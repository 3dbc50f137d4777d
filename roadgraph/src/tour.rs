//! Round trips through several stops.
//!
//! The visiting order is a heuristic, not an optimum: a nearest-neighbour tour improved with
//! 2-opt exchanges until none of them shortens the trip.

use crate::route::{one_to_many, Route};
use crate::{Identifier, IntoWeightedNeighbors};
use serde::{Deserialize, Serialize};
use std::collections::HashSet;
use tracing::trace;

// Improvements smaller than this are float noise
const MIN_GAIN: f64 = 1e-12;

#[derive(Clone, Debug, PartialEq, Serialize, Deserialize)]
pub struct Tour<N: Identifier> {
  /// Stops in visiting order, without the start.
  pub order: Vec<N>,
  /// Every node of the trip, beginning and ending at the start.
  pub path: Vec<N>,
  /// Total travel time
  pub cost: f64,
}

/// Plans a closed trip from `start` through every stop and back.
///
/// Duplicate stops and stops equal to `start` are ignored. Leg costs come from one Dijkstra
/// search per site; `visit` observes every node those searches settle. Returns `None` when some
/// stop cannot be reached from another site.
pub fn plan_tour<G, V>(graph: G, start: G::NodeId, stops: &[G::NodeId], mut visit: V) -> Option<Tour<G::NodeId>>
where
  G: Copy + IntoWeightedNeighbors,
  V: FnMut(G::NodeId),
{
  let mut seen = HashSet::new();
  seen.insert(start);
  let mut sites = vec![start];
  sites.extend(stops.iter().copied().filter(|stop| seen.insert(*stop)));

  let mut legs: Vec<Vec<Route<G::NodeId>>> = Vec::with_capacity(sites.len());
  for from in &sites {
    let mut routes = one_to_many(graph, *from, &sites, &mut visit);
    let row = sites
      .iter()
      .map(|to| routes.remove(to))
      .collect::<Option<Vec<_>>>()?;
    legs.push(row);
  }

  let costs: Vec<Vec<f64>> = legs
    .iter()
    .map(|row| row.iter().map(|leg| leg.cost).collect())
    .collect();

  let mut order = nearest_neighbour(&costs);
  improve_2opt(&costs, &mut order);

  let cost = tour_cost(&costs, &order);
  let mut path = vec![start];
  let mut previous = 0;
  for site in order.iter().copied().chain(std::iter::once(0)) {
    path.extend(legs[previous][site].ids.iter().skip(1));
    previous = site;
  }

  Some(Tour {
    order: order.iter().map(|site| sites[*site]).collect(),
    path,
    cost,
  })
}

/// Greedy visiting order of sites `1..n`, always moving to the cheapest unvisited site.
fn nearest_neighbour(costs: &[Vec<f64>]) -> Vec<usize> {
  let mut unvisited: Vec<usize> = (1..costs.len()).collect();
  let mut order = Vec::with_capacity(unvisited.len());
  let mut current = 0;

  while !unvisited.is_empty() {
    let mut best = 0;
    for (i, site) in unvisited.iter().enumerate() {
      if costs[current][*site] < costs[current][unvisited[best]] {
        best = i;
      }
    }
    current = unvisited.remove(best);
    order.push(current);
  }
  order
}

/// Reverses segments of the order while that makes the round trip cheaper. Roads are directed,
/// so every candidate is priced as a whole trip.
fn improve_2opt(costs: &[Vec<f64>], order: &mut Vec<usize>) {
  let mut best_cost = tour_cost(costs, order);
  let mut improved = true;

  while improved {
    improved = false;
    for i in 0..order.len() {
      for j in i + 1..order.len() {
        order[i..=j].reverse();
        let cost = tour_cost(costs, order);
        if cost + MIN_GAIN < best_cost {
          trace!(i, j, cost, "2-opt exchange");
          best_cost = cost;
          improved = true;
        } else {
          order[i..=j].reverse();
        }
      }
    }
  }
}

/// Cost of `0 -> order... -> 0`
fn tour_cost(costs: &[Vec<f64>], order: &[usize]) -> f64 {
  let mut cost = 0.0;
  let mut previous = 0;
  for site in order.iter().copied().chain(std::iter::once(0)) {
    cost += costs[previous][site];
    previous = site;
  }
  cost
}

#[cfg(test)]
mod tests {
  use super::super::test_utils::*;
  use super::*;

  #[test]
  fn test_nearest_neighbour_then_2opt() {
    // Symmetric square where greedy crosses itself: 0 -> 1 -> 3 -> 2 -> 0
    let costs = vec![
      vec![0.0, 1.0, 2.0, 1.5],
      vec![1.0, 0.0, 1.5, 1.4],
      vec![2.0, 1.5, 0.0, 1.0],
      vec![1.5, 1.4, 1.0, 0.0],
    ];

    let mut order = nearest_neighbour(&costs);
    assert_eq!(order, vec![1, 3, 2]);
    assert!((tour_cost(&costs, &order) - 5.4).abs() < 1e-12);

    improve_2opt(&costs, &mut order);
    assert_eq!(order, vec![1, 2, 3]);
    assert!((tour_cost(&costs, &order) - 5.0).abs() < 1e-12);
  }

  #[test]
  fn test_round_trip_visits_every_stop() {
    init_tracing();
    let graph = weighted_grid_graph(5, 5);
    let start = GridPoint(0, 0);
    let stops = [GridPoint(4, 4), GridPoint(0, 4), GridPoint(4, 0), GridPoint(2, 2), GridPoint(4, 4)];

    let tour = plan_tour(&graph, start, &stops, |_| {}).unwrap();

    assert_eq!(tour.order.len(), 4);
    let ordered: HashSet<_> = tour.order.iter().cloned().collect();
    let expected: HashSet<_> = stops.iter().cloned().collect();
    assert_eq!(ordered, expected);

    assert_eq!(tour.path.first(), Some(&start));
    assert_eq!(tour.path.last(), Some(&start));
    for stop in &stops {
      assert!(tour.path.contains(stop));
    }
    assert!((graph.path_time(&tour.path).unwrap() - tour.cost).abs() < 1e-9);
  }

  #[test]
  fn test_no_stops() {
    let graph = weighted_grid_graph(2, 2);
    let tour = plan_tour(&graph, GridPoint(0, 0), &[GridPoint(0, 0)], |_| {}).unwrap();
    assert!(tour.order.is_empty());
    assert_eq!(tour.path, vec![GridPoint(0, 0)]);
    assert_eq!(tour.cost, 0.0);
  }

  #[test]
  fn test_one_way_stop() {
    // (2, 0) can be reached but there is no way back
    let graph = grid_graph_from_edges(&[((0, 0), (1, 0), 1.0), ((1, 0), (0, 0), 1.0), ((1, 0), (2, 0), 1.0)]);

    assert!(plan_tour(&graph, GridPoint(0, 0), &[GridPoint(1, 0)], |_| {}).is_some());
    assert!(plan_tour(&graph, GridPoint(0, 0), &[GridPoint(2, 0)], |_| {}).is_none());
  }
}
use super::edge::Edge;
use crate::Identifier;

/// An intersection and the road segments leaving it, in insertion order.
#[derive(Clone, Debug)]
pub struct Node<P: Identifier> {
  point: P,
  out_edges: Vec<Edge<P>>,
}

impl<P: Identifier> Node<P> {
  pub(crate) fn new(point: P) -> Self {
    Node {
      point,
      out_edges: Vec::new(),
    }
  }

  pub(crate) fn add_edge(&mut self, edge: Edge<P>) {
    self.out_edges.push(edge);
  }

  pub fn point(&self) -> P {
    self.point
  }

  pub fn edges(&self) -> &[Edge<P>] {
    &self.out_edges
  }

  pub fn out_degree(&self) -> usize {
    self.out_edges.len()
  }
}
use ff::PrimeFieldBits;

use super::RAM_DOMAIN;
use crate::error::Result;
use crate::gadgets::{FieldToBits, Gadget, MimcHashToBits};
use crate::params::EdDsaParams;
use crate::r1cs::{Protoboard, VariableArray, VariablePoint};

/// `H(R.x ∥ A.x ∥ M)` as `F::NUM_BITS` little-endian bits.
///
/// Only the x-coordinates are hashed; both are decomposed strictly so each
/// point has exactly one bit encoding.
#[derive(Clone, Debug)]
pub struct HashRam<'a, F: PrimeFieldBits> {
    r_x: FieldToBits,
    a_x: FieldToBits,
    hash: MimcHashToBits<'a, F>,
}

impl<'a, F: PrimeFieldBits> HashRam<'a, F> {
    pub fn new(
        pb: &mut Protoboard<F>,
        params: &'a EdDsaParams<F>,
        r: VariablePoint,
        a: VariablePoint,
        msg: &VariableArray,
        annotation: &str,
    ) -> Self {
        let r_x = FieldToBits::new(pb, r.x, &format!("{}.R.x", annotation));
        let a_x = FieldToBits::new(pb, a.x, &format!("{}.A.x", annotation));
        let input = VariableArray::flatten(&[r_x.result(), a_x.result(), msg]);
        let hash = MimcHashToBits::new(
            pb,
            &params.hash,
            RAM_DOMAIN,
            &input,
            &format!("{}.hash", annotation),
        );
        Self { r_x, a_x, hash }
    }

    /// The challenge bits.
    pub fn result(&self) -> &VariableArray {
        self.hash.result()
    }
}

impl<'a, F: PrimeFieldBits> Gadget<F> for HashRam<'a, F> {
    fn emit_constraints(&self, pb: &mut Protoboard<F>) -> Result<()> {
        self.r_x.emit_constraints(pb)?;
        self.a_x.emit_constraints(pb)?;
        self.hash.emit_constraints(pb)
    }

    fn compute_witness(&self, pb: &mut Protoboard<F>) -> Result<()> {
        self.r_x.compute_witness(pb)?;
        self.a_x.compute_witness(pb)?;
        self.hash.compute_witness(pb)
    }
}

━━━━━━━━━━━━━━━━

TASK BRIEF
Return only the number of lines in the listing that contain the word "Deserialize".

SOLUTION TO THIS EXERCISE
2